### EXERCISE
Using the records below, filter for lines that contain the string "execution" and copy them out.

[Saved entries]
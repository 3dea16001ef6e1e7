//! Replay Overhead Benchmarks
//!
//! Measures what the retry layer adds on the happy path and what a replay
//! costs:
//! - checksum folding per value kind
//! - FOR UPDATE rewriting
//! - a small transaction on a bare mock connection, through a recording
//!   connection, and through a recording connection whose commit aborts once

use criterion::{black_box, criterion_group, criterion_main, BenchmarkId, Criterion, Throughput};
use std::time::Duration;

use sqlreplay::{
    Checksum, Connection, Driver, DriverOptions, Error, QueryProcessor, ResultSetExt,
    SelectForUpdate, Value,
};
use sqlreplay_core::testing::{MockDatabase, Op};

const BALANCE: &str = "select balance from accounts where id = 1";
const DEBIT: &str = "update accounts set balance = balance - 10 where id = 1";

fn accounts() -> MockDatabase {
    let db = MockDatabase::new();
    db.set_rows(BALANCE, &["balance"], vec![vec![Value::Int(100)]]);
    db.set_update_count(DEBIT, 1);
    db
}

fn run_transaction(conn: &mut dyn Connection) {
    let mut stmt = conn.create_statement().unwrap();
    {
        let mut rs = stmt.execute_query(BALANCE).unwrap();
        rs.next().unwrap();
        black_box(rs.get_i64(1).unwrap());
    }
    stmt.execute_update(DEBIT).unwrap();
    conn.commit().unwrap();
}

/// Benchmark: folding values into the checksum
fn bench_checksum_fold(c: &mut Criterion) {
    let mut group = c.benchmark_group("checksum_fold");
    let cases = [
        ("int", Value::Int(1_234_567)),
        ("float", Value::Float(1234.5678)),
        ("decimal", Value::Decimal("98765.4321".to_string())),
        ("text_32", Value::Text("x".repeat(32))),
        ("bytes_1k", Value::Bytes(vec![7u8; 1024])),
        ("null", Value::Null),
    ];

    group.throughput(Throughput::Elements(1));
    for (name, value) in cases.iter() {
        group.bench_with_input(BenchmarkId::from_parameter(name), value, |b, value| {
            let mut checksum = Checksum::new();
            b.iter(|| checksum.fold(black_box(value)));
        });
    }
    group.finish();
}

/// Benchmark: row-locking rewrite
fn bench_rewrite(c: &mut Criterion) {
    let mut group = c.benchmark_group("rewrite");
    let cases = [
        ("plain_select", "select * from accounts where id in (?, ?)"),
        ("terminated", "select * from accounts where id = 1;"),
        ("aggregate", "select count(*), sum(balance) from accounts"),
        ("already_locked", "select * from accounts for update"),
        ("update", DEBIT),
    ];

    for (name, sql) in cases.iter() {
        group.bench_with_input(BenchmarkId::from_parameter(name), sql, |b, sql| {
            b.iter(|| black_box(SelectForUpdate.process(false, black_box(sql))));
        });
    }
    group.finish();
}

/// Benchmark: one read-then-write transaction
fn bench_transaction(c: &mut Criterion) {
    let mut group = c.benchmark_group("transaction");
    group.throughput(Throughput::Elements(1));

    group.bench_function("bare", |b| {
        let db = accounts();
        let mut conn = db.connect().unwrap();
        b.iter(|| run_transaction(&mut conn));
    });

    group.bench_function("recording", |b| {
        let db = accounts();
        let options = DriverOptions::new().with_retry_transient_errors(true);
        let driver = Driver::new(db.factory(), options).unwrap();
        let mut conn = driver.connect().unwrap();
        b.iter(|| run_transaction(&mut conn));
    });

    group.bench_function("replayed_once", |b| {
        let db = accounts();
        let options = DriverOptions::new()
            .with_retry_transient_errors(true)
            .with_retry_max_backoff(Duration::ZERO)
            .with_retry_listener("none");
        let driver = Driver::new(db.factory(), options).unwrap();
        let mut conn = driver.connect().unwrap();
        b.iter(|| {
            db.fail_times(Op::Commit, 1, Error::serialization_failure("restart transaction"));
            run_transaction(&mut conn);
        });
    });

    group.finish();
}

criterion_group!(benches, bench_checksum_fold, bench_rewrite, bench_transaction);
criterion_main!(benches);
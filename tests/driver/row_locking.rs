//! Implicit row locking through the driver

use crate::common::*;

fn locked(sql: &str) -> String {
    format!("{} FOR UPDATE", sql)
}

#[test]
fn test_toggle_is_replayed_with_locking() {
    let bank = Bank::new(&[(1, 100)]);
    let mut conn = bank.connect(fast_options());
    let mut stmt = conn.create_statement().unwrap();

    assert!(stmt.execute("SET implicitSelectForUpdate = true").unwrap());
    assert_eq!(read_balance(stmt.as_mut(), 1).unwrap(), 100);
    bank.abort_commits(1);
    conn.commit().unwrap();

    let expected = locked(&balance_sql(1));
    assert_eq!(bank.journal(), vec![expected.clone(), expected]);
    assert!(!conn.row_locking());
}

#[test]
fn test_toggle_off_overrides_default() {
    let bank = Bank::new(&[(1, 100)]);
    let mut conn = bank.connect(fast_options().with_implicit_row_locking(true));
    let mut stmt = conn.create_statement().unwrap();

    stmt.execute("set implicitselectforupdate = false").unwrap();
    read_balance(stmt.as_mut(), 1).unwrap();
    conn.commit().unwrap();
    read_balance(stmt.as_mut(), 1).unwrap();
    conn.commit().unwrap();

    assert_eq!(
        bank.journal(),
        vec![balance_sql(1), locked(&balance_sql(1))]
    );
}

#[test]
fn test_read_only_connections_never_lock() {
    let bank = Bank::new(&[(1, 100)]);
    let mut conn = bank.connect(fast_options().with_implicit_row_locking(true));
    conn.set_read_only(true).unwrap();

    let mut stmt = conn.create_statement().unwrap();
    read_balance(stmt.as_mut(), 1).unwrap();
    assert_eq!(bank.journal(), vec![balance_sql(1)]);
}

#[test]
fn test_prepared_queries_are_rewritten() {
    let bank = Bank::new(&[(1, 100)]);
    let mut conn = bank.connect(fast_options().with_implicit_row_locking(true));

    let mut stmt = conn
        .prepare_statement("select balance from accounts where id = ?")
        .unwrap();
    stmt.set_parameter(1, Value::Int(1)).unwrap();
    stmt.execute_query().unwrap();

    assert_eq!(
        bank.journal(),
        vec![locked("select balance from accounts where id = ?")]
    );
}

#[test]
fn test_aggregates_are_not_locked() {
    let bank = Bank::new(&[(1, 100)]);
    let mut conn = bank.connect(fast_options().with_implicit_row_locking(true));
    let mut stmt = conn.create_statement().unwrap();

    stmt.execute_query("select sum(balance) from accounts").unwrap();
    stmt.execute_query("select id from accounts for update").unwrap();
    assert_eq!(
        bank.journal(),
        vec![
            "select sum(balance) from accounts",
            "select id from accounts for update",
        ]
    );
}
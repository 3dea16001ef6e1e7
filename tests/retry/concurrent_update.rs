//! Replays that read different data than the original transaction

use crate::common::*;

#[test]
fn test_changed_balance_aborts_transfer() {
    let bank = Bank::new(&[(1, 100), (2, 50)]);
    let mut conn = bank.connect(fast_options());
    transfer(&mut conn, 1, 2, 10).unwrap();

    bank.set_balance(1, 90);
    bank.abort_commits(1);
    let err = conn.commit().unwrap_err();

    assert!(matches!(err, Error::ConcurrentUpdate));
    assert_eq!(err.sql_state(), Some("40001"));
    assert!(!err.is_serialization_failure());
    // no second attempt after a mismatch
    assert_eq!(bank.db.connections_opened(), 2);
}

#[test]
fn test_changes_to_unread_rows_are_tolerated() {
    let bank = Bank::new(&[(1, 100), (2, 50), (3, 0)]);
    let mut conn = bank.connect(fast_options());
    transfer(&mut conn, 1, 2, 10).unwrap();

    bank.set_balance(3, 1_000);
    bank.abort_commits(1);
    conn.commit().unwrap();
}

#[test]
fn test_listener_sees_the_mismatch() {
    let bank = Bank::new(&[(1, 100), (2, 50)]);
    let (listener, handle) = RecordingListener::shared();
    let driver = Driver::builder(bank.db.factory())
        .options(fast_options())
        .retry_listener(handle)
        .build()
        .unwrap();
    let mut conn = driver.connect().unwrap();
    conn.set_auto_commit(false).unwrap();
    transfer(&mut conn, 1, 2, 10).unwrap();

    bank.set_balance(2, 49);
    bank.abort_commits(1);
    assert!(conn.commit().is_err());

    assert_eq!(
        *listener.events.lock(),
        vec!["before commit 1", "after commit 1 failed 40001"]
    );
}

#[test]
fn test_mismatch_during_statement_retry() {
    let bank = Bank::new(&[(1, 100), (2, 50)]);
    let mut conn = bank.connect(fast_options());
    let mut stmt = conn.create_statement().unwrap();
    assert_eq!(read_balance(stmt.as_mut(), 1).unwrap(), 100);

    bank.set_balance(1, 80);
    bank.db.fail_times(
        Op::ExecuteUpdate,
        1,
        Error::serialization_failure("restart transaction"),
    );
    let err = stmt.execute_update(&adjust_sql(1, -10)).unwrap_err();
    assert!(matches!(err, Error::ConcurrentUpdate));
}

#[test]
fn test_connection_recovers_after_rollback() {
    let bank = Bank::new(&[(1, 100), (2, 50)]);
    let mut conn = bank.connect(fast_options());
    transfer(&mut conn, 1, 2, 10).unwrap();

    bank.set_balance(1, 90);
    bank.abort_commits(1);
    assert!(conn.commit().is_err());

    conn.rollback().unwrap();
    assert_eq!(transfer(&mut conn, 1, 2, 10).unwrap(), (90, 50));
    conn.commit().unwrap();
}

// ============================================================================
// Row shape changes that keep the same concatenated text
// ============================================================================

const PAIR_SQL: &str = "select a, b from pairs where id = 1";

fn set_pair(bank: &Bank, a: Value, b: Value) {
    bank.db.set_rows(PAIR_SQL, &["a", "b"], vec![vec![a, b]]);
}

fn read_pair_as_text(conn: &mut RetryConnection) -> (Option<String>, Option<String>) {
    let mut stmt = conn.create_statement().unwrap();
    let mut rs = stmt.execute_query(PAIR_SQL).unwrap();
    assert!(rs.next().unwrap());
    (rs.get_string(1).unwrap(), rs.get_string(2).unwrap())
}

fn read_pair_as_int(conn: &mut RetryConnection) -> (Option<i64>, Option<i64>) {
    let mut stmt = conn.create_statement().unwrap();
    let mut rs = stmt.execute_query(PAIR_SQL).unwrap();
    assert!(rs.next().unwrap());
    (rs.get_i64(1).unwrap(), rs.get_i64(2).unwrap())
}

#[test]
fn test_shifted_digits_are_a_concurrent_update() {
    let bank = Bank::new(&[]);
    set_pair(&bank, Value::Int(1), Value::Int(100));
    let mut conn = bank.connect(fast_options());
    assert_eq!(read_pair_as_int(&mut conn), (Some(1), Some(100)));

    set_pair(&bank, Value::Int(110), Value::Int(0));
    bank.abort_commits(1);
    assert!(matches!(conn.commit(), Err(Error::ConcurrentUpdate)));
}

#[test]
fn test_moved_null_is_a_concurrent_update() {
    let bank = Bank::new(&[]);
    set_pair(&bank, Value::Null, Value::from("x"));
    let mut conn = bank.connect(fast_options());
    assert_eq!(read_pair_as_text(&mut conn), (None, Some("x".to_string())));

    set_pair(&bank, Value::from("x"), Value::Null);
    bank.abort_commits(1);
    assert!(matches!(conn.commit(), Err(Error::ConcurrentUpdate)));
}

#[test]
fn test_identical_pair_with_null_replays() {
    let bank = Bank::new(&[]);
    set_pair(&bank, Value::Null, Value::from("x"));
    let mut conn = bank.connect(fast_options());
    read_pair_as_text(&mut conn);

    bank.abort_commits(1);
    conn.commit().unwrap();
}
//! Driver traits
//!
//! These traits describe the client library the retry layer sits on top of:
//! a connection handle, ad-hoc and prepared statement handles, and a cursor.
//! They are object safe so handles can be boxed and swapped at runtime, and
//! `Send` so a handle (and everything proxied from it) can move to a worker
//! thread. None of them are `Sync`: a handle is used by one caller at a time.

use std::io::Read;
use std::time::Duration;

use chrono::{NaiveDate, NaiveDateTime};
use uuid::Uuid;

use crate::error::{Error, Result};
use crate::types::{Column, IsolationLevel, StreamKind};
use crate::value::Value;

/// Connection (transaction) handle
pub trait Connection: Send {
    /// Create an ad-hoc statement
    fn create_statement(&mut self) -> Result<Box<dyn Statement>>;

    /// Prepare a parameterized statement
    fn prepare_statement(&mut self, sql: &str) -> Result<Box<dyn PreparedStatement>>;

    /// Commit the current transaction
    fn commit(&mut self) -> Result<()>;

    /// Roll back the current transaction
    fn rollback(&mut self) -> Result<()>;

    /// Close the handle, releasing server resources
    fn close(&mut self) -> Result<()>;

    /// Whether the handle has been closed
    fn is_closed(&self) -> Result<bool>;

    /// Switch between auto-commit and explicit transactions
    fn set_auto_commit(&mut self, auto_commit: bool) -> Result<()>;

    /// Whether every statement commits on its own
    fn auto_commit(&self) -> Result<bool>;

    /// Mark the connection read-only
    fn set_read_only(&mut self, read_only: bool) -> Result<()>;

    /// Whether the connection is read-only
    fn is_read_only(&self) -> Result<bool>;

    /// Set the isolation level for subsequent transactions
    fn set_transaction_isolation(&mut self, level: IsolationLevel) -> Result<()>;

    /// Current isolation level
    fn transaction_isolation(&self) -> Result<IsolationLevel>;

    /// Liveness probe; must answer within `timeout`
    fn is_valid(&mut self, timeout: Duration) -> Result<bool>;

    /// Warnings reported by the server since the last call
    fn warnings(&self) -> Result<Vec<String>> {
        Ok(Vec::new())
    }
}

/// Ad-hoc statement handle
pub trait Statement: Send {
    /// Execute any statement; `true` when it produced a result set
    fn execute(&mut self, sql: &str) -> Result<bool>;

    /// Execute a query and return its cursor
    fn execute_query(&mut self, sql: &str) -> Result<Box<dyn ResultSet>>;

    /// Execute a DML/DDL statement and return the affected row count
    fn execute_update(&mut self, sql: &str) -> Result<u64>;

    /// Queue a statement for batch execution
    fn add_batch(&mut self, sql: &str) -> Result<()>;

    /// Execute the queued batch
    fn execute_batch(&mut self) -> Result<Vec<u64>>;

    /// Cursor produced by the last `execute`, if any
    fn result_set(&mut self) -> Result<Option<Box<dyn ResultSet>>>;

    /// Row count produced by the last `execute`, if any
    fn update_count(&mut self) -> Result<Option<u64>>;

    /// Limit the number of rows any cursor may return (0 = unlimited)
    fn set_max_rows(&mut self, max: usize) -> Result<()>;

    /// Release the statement
    fn close(&mut self) -> Result<()>;
}

/// Prepared (parameterized) statement handle
pub trait PreparedStatement: Send {
    /// Bind a value to a 1-based parameter position
    fn set_parameter(&mut self, index: usize, value: Value) -> Result<()>;

    /// Clear all parameter bindings
    fn clear_parameters(&mut self) -> Result<()>;

    /// Execute; `true` when it produced a result set
    fn execute(&mut self) -> Result<bool>;

    /// Execute as a query and return its cursor
    fn execute_query(&mut self) -> Result<Box<dyn ResultSet>>;

    /// Execute as an update and return the affected row count
    fn execute_update(&mut self) -> Result<u64>;

    /// Queue the current bindings for batch execution
    fn add_batch(&mut self) -> Result<()>;

    /// Execute the queued batch
    fn execute_batch(&mut self) -> Result<Vec<u64>>;

    /// Cursor produced by the last `execute`, if any
    fn result_set(&mut self) -> Result<Option<Box<dyn ResultSet>>>;

    /// Row count produced by the last `execute`, if any
    fn update_count(&mut self) -> Result<Option<u64>>;

    /// Limit the number of rows any cursor may return (0 = unlimited)
    fn set_max_rows(&mut self, max: usize) -> Result<()>;

    /// Release the statement
    fn close(&mut self) -> Result<()>;
}

/// Cursor over a query result
pub trait ResultSet: Send {
    /// Advance to the next row; `false` once exhausted
    fn next(&mut self) -> Result<bool>;

    /// Read a column of the current row
    fn get(&mut self, column: &Column) -> Result<Value>;

    /// Open a column of the current row as a stream
    fn get_stream(&mut self, column: &Column, kind: StreamKind) -> Result<Box<dyn Read + Send>>;

    /// Whether the last column read was SQL NULL
    fn was_null(&mut self) -> Result<bool>;

    /// Column labels of the result
    fn column_names(&mut self) -> Result<Vec<String>>;

    /// Release the cursor
    fn close(&mut self) -> Result<()>;
}

/// Typed accessors over [`ResultSet::get`]
///
/// Implemented for every cursor, trait objects included. SQL NULL maps to
/// `None`; a value of another type is an `InvalidState` error.
pub trait ResultSetExt: ResultSet {
    /// Read a text column
    fn get_string(&mut self, column: impl Into<Column>) -> Result<Option<String>> {
        match self.get(&column.into())? {
            Value::Null => Ok(None),
            Value::Text(s) | Value::Decimal(s) => Ok(Some(s)),
            other => other
                .canonical_text()
                .map(Some)
                .ok_or_else(|| type_mismatch("text", &other)),
        }
    }

    /// Read an integer column
    fn get_i64(&mut self, column: impl Into<Column>) -> Result<Option<i64>> {
        match self.get(&column.into())? {
            Value::Null => Ok(None),
            Value::Int(i) => Ok(Some(i)),
            other => Err(type_mismatch("integer", &other)),
        }
    }

    /// Read a floating point column
    fn get_f64(&mut self, column: impl Into<Column>) -> Result<Option<f64>> {
        match self.get(&column.into())? {
            Value::Null => Ok(None),
            other => other.as_f64().map(Some).ok_or_else(|| type_mismatch("float", &other)),
        }
    }

    /// Read a boolean column
    fn get_bool(&mut self, column: impl Into<Column>) -> Result<Option<bool>> {
        match self.get(&column.into())? {
            Value::Null => Ok(None),
            Value::Bool(b) => Ok(Some(b)),
            other => Err(type_mismatch("boolean", &other)),
        }
    }

    /// Read a binary column
    fn get_bytes(&mut self, column: impl Into<Column>) -> Result<Option<Vec<u8>>> {
        match self.get(&column.into())? {
            Value::Null => Ok(None),
            Value::Bytes(b) => Ok(Some(b)),
            other => Err(type_mismatch("bytes", &other)),
        }
    }

    /// Read a date column
    fn get_date(&mut self, column: impl Into<Column>) -> Result<Option<NaiveDate>> {
        match self.get(&column.into())? {
            Value::Null => Ok(None),
            Value::Date(d) => Ok(Some(d)),
            other => Err(type_mismatch("date", &other)),
        }
    }

    /// Read a timestamp column
    fn get_timestamp(&mut self, column: impl Into<Column>) -> Result<Option<NaiveDateTime>> {
        match self.get(&column.into())? {
            Value::Null => Ok(None),
            Value::Timestamp(ts) => Ok(Some(ts)),
            Value::TimestampTz(ts) => Ok(Some(ts.naive_utc())),
            other => Err(type_mismatch("timestamp", &other)),
        }
    }

    /// Read a UUID column
    fn get_uuid(&mut self, column: impl Into<Column>) -> Result<Option<Uuid>> {
        match self.get(&column.into())? {
            Value::Null => Ok(None),
            Value::Uuid(u) => Ok(Some(u)),
            other => Err(type_mismatch("uuid", &other)),
        }
    }
}

impl<R: ResultSet + ?Sized> ResultSetExt for R {}

fn type_mismatch(expected: &str, found: &Value) -> Error {
    Error::InvalidState(format!(
        "expected {} column, found {}",
        expected,
        found.type_name()
    ))
}

/// Source of fresh connection handles
///
/// The retry layer calls this to replace a poisoned handle. Implementations
/// may block on a pool or a network round trip.
pub trait ConnectionFactory: Send + Sync {
    /// Open a new connection handle
    fn connect(&self) -> Result<Box<dyn Connection>>;
}

impl<F> ConnectionFactory for F
where
    F: Fn() -> Result<Box<dyn Connection>> + Send + Sync,
{
    fn connect(&self) -> Result<Box<dyn Connection>> {
        self()
    }
}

### EXPECTED ANSWER
    /// Queue a statement for batch execution
    /// Queue the current bindings for batch execution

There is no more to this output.